Look for "bool" in the material below and show each line that contains it.

▸ **Material supplied**
------------------------------
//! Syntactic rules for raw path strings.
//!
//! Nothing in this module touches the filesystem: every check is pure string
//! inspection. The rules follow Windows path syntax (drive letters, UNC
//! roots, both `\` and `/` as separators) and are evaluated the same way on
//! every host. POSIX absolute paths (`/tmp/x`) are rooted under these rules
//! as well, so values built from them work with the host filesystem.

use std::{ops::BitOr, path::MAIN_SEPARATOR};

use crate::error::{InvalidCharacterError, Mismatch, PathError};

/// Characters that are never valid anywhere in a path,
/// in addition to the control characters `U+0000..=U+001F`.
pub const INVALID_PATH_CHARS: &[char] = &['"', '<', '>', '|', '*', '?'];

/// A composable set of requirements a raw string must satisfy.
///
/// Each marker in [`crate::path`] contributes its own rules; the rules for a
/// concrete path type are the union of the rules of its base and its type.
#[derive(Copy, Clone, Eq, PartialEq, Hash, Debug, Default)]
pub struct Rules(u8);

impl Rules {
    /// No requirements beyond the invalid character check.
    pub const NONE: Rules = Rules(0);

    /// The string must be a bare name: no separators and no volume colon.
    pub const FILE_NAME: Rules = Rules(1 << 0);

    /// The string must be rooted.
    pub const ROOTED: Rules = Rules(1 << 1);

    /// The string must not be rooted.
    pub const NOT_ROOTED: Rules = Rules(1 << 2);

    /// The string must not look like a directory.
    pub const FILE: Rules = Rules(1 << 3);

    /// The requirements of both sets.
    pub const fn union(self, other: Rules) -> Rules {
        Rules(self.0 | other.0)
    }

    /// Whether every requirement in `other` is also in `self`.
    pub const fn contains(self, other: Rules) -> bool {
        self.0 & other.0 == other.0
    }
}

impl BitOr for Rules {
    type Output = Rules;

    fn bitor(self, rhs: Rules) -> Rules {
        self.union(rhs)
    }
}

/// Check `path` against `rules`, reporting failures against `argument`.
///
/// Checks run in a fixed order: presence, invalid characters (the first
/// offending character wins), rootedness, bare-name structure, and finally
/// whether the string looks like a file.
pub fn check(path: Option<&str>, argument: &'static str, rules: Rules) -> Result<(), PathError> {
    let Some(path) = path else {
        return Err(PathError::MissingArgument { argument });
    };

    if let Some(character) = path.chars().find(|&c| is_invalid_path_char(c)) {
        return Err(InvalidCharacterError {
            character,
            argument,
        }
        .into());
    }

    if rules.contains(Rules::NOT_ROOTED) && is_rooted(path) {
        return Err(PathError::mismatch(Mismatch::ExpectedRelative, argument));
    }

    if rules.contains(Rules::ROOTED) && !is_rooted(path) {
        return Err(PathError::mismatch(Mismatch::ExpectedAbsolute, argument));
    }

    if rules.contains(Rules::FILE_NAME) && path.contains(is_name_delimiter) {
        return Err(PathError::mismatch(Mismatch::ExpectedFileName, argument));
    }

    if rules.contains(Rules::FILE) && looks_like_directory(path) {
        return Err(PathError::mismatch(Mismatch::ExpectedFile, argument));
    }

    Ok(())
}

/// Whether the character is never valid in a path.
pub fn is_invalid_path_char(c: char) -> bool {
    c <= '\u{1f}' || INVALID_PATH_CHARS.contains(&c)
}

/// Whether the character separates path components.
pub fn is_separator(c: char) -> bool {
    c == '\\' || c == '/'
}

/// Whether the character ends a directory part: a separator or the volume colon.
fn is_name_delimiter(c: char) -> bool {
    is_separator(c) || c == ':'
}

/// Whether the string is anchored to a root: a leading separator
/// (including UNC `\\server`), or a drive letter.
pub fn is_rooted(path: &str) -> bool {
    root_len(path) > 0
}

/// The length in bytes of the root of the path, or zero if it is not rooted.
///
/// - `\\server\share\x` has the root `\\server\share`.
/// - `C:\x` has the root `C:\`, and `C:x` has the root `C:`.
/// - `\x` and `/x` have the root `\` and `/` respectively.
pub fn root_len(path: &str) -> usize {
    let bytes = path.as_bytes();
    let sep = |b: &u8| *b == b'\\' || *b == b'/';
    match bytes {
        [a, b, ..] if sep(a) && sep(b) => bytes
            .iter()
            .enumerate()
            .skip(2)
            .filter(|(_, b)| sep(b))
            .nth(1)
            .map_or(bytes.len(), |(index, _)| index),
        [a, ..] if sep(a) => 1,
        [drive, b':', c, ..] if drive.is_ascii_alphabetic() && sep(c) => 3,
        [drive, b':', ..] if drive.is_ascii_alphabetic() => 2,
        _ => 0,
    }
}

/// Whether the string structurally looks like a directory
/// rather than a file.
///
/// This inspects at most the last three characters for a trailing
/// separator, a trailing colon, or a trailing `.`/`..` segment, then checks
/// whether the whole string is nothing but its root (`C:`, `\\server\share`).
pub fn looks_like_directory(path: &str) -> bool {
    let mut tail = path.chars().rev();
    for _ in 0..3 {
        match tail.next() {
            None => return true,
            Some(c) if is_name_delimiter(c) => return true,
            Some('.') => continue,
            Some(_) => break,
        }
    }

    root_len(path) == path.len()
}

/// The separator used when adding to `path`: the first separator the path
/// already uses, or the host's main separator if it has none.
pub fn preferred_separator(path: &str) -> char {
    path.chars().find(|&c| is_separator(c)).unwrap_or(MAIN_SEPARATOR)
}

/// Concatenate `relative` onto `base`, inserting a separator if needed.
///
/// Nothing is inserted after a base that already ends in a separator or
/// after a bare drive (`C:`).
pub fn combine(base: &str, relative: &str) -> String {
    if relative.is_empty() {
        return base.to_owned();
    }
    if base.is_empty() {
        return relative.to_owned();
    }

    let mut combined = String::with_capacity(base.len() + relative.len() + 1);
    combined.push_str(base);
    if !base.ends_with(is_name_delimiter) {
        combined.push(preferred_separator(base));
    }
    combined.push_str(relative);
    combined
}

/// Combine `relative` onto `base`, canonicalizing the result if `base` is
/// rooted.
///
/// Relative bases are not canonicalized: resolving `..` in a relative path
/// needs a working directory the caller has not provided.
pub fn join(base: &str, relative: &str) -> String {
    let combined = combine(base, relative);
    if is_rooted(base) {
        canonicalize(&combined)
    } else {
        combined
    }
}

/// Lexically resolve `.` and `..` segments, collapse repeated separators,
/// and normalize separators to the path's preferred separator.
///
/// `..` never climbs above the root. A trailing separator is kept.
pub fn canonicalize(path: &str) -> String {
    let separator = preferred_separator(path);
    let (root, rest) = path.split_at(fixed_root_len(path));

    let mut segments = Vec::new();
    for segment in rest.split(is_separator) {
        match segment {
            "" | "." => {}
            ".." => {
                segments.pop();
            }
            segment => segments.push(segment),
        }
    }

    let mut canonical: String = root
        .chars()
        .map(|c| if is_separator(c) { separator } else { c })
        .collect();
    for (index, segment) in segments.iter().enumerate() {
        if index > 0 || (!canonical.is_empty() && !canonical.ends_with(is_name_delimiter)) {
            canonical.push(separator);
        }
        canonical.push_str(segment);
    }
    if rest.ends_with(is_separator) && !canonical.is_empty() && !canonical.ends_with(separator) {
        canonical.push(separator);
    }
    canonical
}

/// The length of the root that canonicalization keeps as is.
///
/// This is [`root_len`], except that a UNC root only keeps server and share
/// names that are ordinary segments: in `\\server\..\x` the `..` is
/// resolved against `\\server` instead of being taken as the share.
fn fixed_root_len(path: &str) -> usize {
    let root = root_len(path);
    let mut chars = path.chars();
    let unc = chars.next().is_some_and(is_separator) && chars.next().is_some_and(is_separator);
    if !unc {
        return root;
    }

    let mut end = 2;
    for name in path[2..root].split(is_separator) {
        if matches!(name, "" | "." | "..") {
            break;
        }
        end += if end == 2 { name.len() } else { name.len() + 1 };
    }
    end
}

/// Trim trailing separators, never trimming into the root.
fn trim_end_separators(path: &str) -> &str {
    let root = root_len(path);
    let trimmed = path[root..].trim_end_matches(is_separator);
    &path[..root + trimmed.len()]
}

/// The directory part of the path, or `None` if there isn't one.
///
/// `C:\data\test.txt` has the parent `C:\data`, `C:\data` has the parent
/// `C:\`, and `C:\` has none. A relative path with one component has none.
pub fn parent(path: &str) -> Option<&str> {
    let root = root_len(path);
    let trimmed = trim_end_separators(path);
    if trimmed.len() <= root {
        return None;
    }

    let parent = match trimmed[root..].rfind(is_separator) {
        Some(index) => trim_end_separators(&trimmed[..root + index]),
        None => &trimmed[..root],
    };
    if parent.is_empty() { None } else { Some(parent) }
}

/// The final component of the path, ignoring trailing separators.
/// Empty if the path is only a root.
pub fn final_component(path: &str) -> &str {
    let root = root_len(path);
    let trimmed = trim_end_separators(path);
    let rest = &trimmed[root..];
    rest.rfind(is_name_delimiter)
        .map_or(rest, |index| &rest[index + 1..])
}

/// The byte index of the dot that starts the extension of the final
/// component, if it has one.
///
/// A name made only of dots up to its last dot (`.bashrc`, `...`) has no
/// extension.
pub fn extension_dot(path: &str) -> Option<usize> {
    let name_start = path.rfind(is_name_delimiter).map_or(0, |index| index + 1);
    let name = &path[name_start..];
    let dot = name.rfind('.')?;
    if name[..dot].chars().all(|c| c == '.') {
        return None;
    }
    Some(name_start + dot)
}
------------------------------
▸ **Task answer**
    pub const fn contains(self, other: Rules) -> bool {
pub fn is_invalid_path_char(c: char) -> bool {
pub fn is_separator(c: char) -> bool {
fn is_name_delimiter(c: char) -> bool {
pub fn is_rooted(path: &str) -> bool {
pub fn looks_like_directory(path: &str) -> bool {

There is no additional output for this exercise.